*** Task material Section Begins ***

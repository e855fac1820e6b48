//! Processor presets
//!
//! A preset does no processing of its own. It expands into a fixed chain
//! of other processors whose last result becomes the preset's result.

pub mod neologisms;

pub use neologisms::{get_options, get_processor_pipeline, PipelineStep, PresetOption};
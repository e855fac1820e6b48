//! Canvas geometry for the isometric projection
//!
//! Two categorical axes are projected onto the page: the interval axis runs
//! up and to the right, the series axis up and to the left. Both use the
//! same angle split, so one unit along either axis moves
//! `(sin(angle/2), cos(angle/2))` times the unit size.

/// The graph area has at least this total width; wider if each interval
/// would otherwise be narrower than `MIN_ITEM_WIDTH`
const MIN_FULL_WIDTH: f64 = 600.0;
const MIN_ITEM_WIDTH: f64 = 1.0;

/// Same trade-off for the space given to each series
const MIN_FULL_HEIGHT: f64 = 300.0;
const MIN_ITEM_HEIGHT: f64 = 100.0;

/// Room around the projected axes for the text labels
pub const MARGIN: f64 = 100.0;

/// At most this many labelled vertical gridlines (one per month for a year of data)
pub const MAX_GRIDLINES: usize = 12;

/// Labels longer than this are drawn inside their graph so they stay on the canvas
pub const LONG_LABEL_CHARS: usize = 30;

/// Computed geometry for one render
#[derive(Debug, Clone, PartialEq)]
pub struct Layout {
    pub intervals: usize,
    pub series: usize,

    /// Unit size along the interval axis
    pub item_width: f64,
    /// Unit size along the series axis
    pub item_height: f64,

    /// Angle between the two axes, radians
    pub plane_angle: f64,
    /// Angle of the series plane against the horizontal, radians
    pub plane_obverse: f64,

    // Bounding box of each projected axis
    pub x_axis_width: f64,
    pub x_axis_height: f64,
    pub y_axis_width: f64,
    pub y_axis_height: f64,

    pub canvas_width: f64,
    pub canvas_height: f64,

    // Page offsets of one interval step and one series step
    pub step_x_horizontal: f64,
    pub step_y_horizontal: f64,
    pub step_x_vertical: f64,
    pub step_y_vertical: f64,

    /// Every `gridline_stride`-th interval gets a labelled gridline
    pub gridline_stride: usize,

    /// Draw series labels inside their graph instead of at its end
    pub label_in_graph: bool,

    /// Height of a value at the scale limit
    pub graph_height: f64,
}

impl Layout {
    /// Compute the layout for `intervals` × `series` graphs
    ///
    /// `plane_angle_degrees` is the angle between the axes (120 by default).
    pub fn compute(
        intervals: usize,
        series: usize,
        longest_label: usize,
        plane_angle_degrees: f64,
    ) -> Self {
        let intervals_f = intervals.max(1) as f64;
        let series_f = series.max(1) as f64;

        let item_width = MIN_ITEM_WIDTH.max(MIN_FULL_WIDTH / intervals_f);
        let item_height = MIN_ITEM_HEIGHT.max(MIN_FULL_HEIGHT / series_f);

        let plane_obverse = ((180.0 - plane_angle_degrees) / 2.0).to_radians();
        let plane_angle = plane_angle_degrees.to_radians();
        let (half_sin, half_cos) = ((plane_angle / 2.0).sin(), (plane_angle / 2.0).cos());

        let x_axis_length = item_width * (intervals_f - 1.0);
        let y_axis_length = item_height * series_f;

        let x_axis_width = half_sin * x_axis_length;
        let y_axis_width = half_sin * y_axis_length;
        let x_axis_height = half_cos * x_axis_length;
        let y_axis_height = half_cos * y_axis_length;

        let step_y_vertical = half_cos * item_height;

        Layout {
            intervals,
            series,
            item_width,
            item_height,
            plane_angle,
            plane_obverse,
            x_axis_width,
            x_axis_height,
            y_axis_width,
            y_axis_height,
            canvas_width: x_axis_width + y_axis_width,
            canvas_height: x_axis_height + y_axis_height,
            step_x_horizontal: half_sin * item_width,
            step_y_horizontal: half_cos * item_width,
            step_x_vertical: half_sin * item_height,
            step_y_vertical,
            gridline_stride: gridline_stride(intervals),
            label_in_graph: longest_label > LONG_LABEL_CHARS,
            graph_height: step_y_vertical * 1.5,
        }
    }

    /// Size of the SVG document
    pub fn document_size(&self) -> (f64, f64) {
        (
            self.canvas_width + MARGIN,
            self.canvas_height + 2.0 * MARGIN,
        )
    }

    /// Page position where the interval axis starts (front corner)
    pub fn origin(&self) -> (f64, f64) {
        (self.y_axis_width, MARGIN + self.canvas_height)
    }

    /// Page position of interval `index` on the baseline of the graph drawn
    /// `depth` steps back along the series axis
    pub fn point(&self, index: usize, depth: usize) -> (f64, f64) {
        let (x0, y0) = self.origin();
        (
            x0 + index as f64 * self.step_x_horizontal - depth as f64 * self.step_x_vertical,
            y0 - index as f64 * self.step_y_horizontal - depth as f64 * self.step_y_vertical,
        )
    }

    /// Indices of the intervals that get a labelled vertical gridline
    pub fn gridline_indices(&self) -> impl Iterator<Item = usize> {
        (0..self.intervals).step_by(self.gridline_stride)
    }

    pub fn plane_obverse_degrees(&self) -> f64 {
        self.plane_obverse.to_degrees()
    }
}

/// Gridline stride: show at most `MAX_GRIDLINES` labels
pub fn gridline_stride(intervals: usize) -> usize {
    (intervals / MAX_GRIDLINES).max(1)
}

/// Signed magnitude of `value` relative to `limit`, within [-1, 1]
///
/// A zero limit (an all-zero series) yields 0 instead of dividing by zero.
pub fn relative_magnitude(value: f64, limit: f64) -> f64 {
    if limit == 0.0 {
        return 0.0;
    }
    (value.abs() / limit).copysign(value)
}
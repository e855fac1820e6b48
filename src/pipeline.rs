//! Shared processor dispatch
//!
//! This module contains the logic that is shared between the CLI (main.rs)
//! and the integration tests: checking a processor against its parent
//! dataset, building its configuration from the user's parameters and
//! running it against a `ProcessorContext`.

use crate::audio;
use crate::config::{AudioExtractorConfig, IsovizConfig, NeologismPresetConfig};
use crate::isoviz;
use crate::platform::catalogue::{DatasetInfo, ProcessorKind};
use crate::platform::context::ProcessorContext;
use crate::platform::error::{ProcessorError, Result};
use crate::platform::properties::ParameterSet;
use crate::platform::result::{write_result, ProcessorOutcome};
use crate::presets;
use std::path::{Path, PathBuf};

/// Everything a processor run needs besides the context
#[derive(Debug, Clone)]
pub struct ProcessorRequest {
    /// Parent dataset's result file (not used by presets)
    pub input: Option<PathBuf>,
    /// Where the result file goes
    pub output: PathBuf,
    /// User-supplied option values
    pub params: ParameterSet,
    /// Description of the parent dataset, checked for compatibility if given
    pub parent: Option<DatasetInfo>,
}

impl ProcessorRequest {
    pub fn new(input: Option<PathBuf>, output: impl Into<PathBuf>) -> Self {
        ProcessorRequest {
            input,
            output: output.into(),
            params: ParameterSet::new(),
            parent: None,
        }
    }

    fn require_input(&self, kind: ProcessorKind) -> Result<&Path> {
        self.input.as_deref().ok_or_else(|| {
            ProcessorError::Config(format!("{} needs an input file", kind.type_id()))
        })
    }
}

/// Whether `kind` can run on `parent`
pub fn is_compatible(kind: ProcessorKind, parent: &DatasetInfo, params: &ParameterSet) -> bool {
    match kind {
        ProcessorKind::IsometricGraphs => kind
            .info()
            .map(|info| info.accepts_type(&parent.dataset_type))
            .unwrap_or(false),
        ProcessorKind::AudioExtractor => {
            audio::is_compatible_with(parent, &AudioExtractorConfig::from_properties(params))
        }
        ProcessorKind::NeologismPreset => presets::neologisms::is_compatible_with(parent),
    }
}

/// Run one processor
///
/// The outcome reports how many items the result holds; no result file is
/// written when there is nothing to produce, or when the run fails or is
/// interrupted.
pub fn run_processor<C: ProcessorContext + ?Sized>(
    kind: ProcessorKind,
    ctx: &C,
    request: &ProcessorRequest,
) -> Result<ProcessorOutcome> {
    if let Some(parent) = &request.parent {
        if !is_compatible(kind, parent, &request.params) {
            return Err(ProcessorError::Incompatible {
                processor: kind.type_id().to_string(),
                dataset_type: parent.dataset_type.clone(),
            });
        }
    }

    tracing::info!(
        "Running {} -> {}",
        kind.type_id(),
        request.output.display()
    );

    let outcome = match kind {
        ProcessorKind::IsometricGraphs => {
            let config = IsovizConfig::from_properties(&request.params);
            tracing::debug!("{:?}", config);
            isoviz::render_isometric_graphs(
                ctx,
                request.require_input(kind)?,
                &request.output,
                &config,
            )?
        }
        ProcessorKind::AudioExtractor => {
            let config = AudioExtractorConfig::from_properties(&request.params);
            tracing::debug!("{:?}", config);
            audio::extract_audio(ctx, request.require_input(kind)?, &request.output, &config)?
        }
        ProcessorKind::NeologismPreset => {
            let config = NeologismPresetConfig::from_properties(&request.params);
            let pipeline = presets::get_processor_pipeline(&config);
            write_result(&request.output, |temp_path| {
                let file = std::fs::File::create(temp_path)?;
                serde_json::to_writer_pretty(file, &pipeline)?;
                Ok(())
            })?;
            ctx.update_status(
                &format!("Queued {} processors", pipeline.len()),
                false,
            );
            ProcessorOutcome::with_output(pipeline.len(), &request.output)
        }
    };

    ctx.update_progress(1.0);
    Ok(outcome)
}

*** Task material Section Ends ***

#### Work to complete:
Above are the records; print exactly the lines from the line with "pub const MARGIN: f64 = 100.0;" to the line with "for one render", including both, and nothing else.

#### Answer section:
pub const MARGIN: f64 = 100.0;

/// At most this many labelled vertical gridlines (one per month for a year of data)
pub const MAX_GRIDLINES: usize = 12;

/// Labels longer than this are drawn inside their graph so they stay on the canvas
pub const LONG_LABEL_CHARS: usize = 30;

/// Computed geometry for one render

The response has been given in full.